De bons méchants ?

Dans le florilège de conseils donnés sur l’écriture, on entend souvent dire qu’un·e bon·ne méchant·e doit avoir une motivation. Autrement dit, des raisons d’être méchant·e. Et qu’un·e bon·ne méchant·e ne peut pas être méchant·e pour être méchant·e, sans raison particulière. Sans une histoire qui justifie l’origine du mal.

Je ne suis pas tout à fait d’accord avec cette règle et je vais vous expliquer pourquoi.

Pour expliquer la méchanceté de l’antagoniste, on a souvent recours à la backstory : l’histoire du méchant ou de la méchante, souvent son enfance, qui raconte « les origines du mal ». Volontairement dramatique, le passé de l’antagoniste est bien souvent truffé d’épreuves sordides, de traumatismes et de blessures profondes. La backstory viendrait ainsi excuser la méchanceté : « Ce n’est pas sa faute s’iel est méchant·e, iel a été maltraité·e. » En somme, la méchanceté ne serait qu’un juste retour des choses, une vengeance légitime de l’antagoniste !

Mais pourquoi situer la méchanceté dans le passé ?

Pourquoi les motivations de l’antagoniste devraient-elles forcément provenir des ses souvenirs ? Pourquoi ne trouvent-elles pas leur source dans un désir bien présent ? Finalement, les backstories ramènent tous·tes les méchant·es, ou presque, à une même motivation : la vengeance. Oubliées la cupidité, la haine ou la soif de pouvoir. Tout antagonisme n’est que vendetta, accolant au passage une connotation négative à l’idée de vengeance.

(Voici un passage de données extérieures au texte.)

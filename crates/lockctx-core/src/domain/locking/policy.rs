//! Lock acquisition policies
//!
//! A policy decides whether a caller holding a sequence of locks (in
//! acquisition order) may request one more. Policies are pure: they never
//! block, never take a lock themselves, and are safe to call from any thread.

use std::fmt;

use crate::domain::graph::Graph;
use crate::error::{ContractViolation, LockError, LockResult, violation};

/// Decision rule for the next lock acquisition
pub trait Policy: Send + Sync {
    /// Whether a caller holding `holding` may acquire `next`
    ///
    /// `holding` is ordered by acquisition; its last element is the most
    /// recently acquired lock.
    fn can_acquire(&self, holding: &[String], next: &str) -> bool;

    /// Short name used in logs
    fn name(&self) -> &str {
        "custom"
    }
}

impl<P: Policy + ?Sized> Policy for Box<P> {
    fn can_acquire(&self, holding: &[String], next: &str) -> bool {
        (**self).can_acquire(holding, next)
    }

    fn name(&self) -> &str {
        (**self).name()
    }
}

/// Places no constraint on acquisition order
///
/// Offers no deadlock protection: a caller can block forever by acquiring a
/// lock it already holds, or two callers can wait on each other.
#[derive(Debug, Clone, Copy, Default, PartialEq, Eq)]
pub struct NoPolicy;

impl Policy for NoPolicy {
    fn can_acquire(&self, _holding: &[String], _next: &str) -> bool {
        true
    }

    fn name(&self) -> &str {
        "none"
    }
}

/// Requires locks to be acquired in strictly ascending lexicographic order
///
/// Every caller follows the same global order, so no circular wait can form.
#[derive(Debug, Clone, Copy, Default, PartialEq, Eq)]
pub struct TotalOrderPolicy;

impl Policy for TotalOrderPolicy {
    fn can_acquire(&self, holding: &[String], next: &str) -> bool {
        match holding.last() {
            None => true,
            Some(last) => last.as_str() < next,
        }
    }

    fn name(&self) -> &str {
        "total_order"
    }
}

/// Stateless policy defined by a closure
pub struct FnPolicy<F> {
    name: &'static str,
    rule: F,
}

impl<F> FnPolicy<F>
where
    F: Fn(&[String], &str) -> bool + Send + Sync,
{
    /// Wrap `rule` as a policy reported under `name`
    pub fn new(name: &'static str, rule: F) -> Self {
        Self { name, rule }
    }
}

impl<F> Policy for FnPolicy<F>
where
    F: Fn(&[String], &str) -> bool + Send + Sync,
{
    fn can_acquire(&self, holding: &[String], next: &str) -> bool {
        (self.rule)(holding, next)
    }

    fn name(&self) -> &str {
        self.name
    }
}

impl<F> fmt::Debug for FnPolicy<F> {
    fn fmt(&self, f: &mut fmt::Formatter<'_>) -> fmt::Result {
        f.debug_struct("FnPolicy").field("name", &self.name).finish()
    }
}

/// Builder for a [`DagPolicy`]
///
/// Each edge `lock1 -> lock2` allows a caller whose most recent acquisition
/// was `lock1` to acquire `lock2` next. Policies are meant to be defined once
/// at startup from static parameters, so [`DagPolicyBuilder::build`] treats a
/// cycle as a programmer error.
#[derive(Debug, Clone, Default)]
pub struct DagPolicyBuilder {
    dag: Graph,
}

impl DagPolicyBuilder {
    /// Start with an empty graph
    pub fn new() -> Self {
        Self::default()
    }

    /// Allow `lock2` to be acquired directly after `lock1`
    pub fn add(mut self, lock1: impl Into<String>, lock2: impl Into<String>) -> Self {
        self.dag.add_edge(lock1, lock2);
        self
    }

    /// Validate the graph and build the policy
    ///
    /// # Panics
    ///
    /// Panics with [`ContractViolation::CyclicPolicy`] if the edges form a cycle.
    #[track_caller]
    pub fn build(self) -> DagPolicy {
        match self.try_build() {
            Ok(policy) => policy,
            Err(LockError::CyclicPolicy(cycle)) => {
                violation(ContractViolation::CyclicPolicy(cycle))
            }
            Err(other) => unreachable!("DAG validation only reports cycles: {other}"),
        }
    }

    /// Validate the graph and build the policy, reporting a cycle as an error
    pub fn try_build(self) -> LockResult<DagPolicy> {
        if let Some(cycle) = self.dag.has_cycle() {
            return Err(LockError::CyclicPolicy(cycle));
        }
        Ok(DagPolicy { dag: self.dag })
    }
}

/// Policy backed by a validated acyclic graph
///
/// Only the most recently acquired lock constrains the next acquisition. The
/// rest of the holding sequence is ignored, so a DAG policy cannot express a
/// rule such as "c requires both a and b to be held".
#[derive(Debug, Clone)]
pub struct DagPolicy {
    dag: Graph,
}

impl DagPolicy {
    /// Start building a DAG policy
    pub fn builder() -> DagPolicyBuilder {
        DagPolicyBuilder::new()
    }

    /// The validated graph
    pub fn graph(&self) -> &Graph {
        &self.dag
    }
}

impl Policy for DagPolicy {
    fn can_acquire(&self, holding: &[String], next: &str) -> bool {
        match holding.last() {
            None => true,
            Some(last) => self.dag.contains_edge(last, next),
        }
    }

    fn name(&self) -> &str {
        "dag"
    }
}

Bien plus que de cantonner les antagonistes à la vengeance – forcément mauvaise, donc –, la backstory pose un autre problème de taille. Elle tend à diffuser l’idée fausse selon laquelle la méchanceté viendrait forcément d’une blessure et que les blessures transforment les gens en méchants. Cette vision, qui assimile les personnes blessées, folles, traumatisées, victimes… à de potentielles criminelles, vient renforcer les préjugés psychophobes. La backstory contribue ainsi à causer du tort aux personnes qui sont généralement les victimes et non les criminelles. À bien y réfléchir, ce seraient plutôt les protagonistes qui auraient besoin d’une backstory, non pour expliquer une quelconque méchanceté, mais une disposition d’esprit traumatisée qui pousse les personnes perverses et manipulatrices à les choisir comme proies !

L’usage systématique des backstories traumatiques pour expliquer la méchanceté nous fait croire à un lien de cause à effet entre blessures et cruauté. Or, si on regarde la réalité, non seulement les personnes traumatisées sont bien plus souvent victimes que bourreaux, mais lesdits bourreaux sont rarement les personnes les plus maltraitées par la vie. Au contraire, plus elles sont favorisées et bénéficient des privilèges dominants, plus elles tendent à s’éloigner des minorités et à les voir comme des groupes ennemis qu’elles peuvent opprimer.

Cette volonté de chercher des causes précises de la méchanceté fait en outre croire que « les méchant·e·s » sont une catégorie particulière de gens, tout autant finalement que les méchant·e·s « pure evil » (voire plus !) : tout le monde ne peut pas être méchant, vous devez avoir une backstory traumatisante pour cela. Comme si les personnes qui n’avaient vécu aucun traumatisme étaient toutes des anges de lumière…

De cette façon, la méchanceté devient paradoxalement une caractéristique essentielle et immuable, soit acquise définitivement, soit révélée par une épreuve, dont seraient exempts les autres personnages. Pourtant, à l’origine, la backstory venait justement apporter de l’humanité et de la nuance ! Son objectif était de dépasser la dichotomie entre gentil·le·s et méchant·e·s, en montrant que la méchanceté existe en chacun·e de nous. Or chacun·e de nous n’a pas forcément un passé traumatique. En revanche, chacun·e de nous peut ressentir au présent des désirs, de la haine, de la cupidité… autant de sentiments qui peuvent nous pousser à de mauvaises actions.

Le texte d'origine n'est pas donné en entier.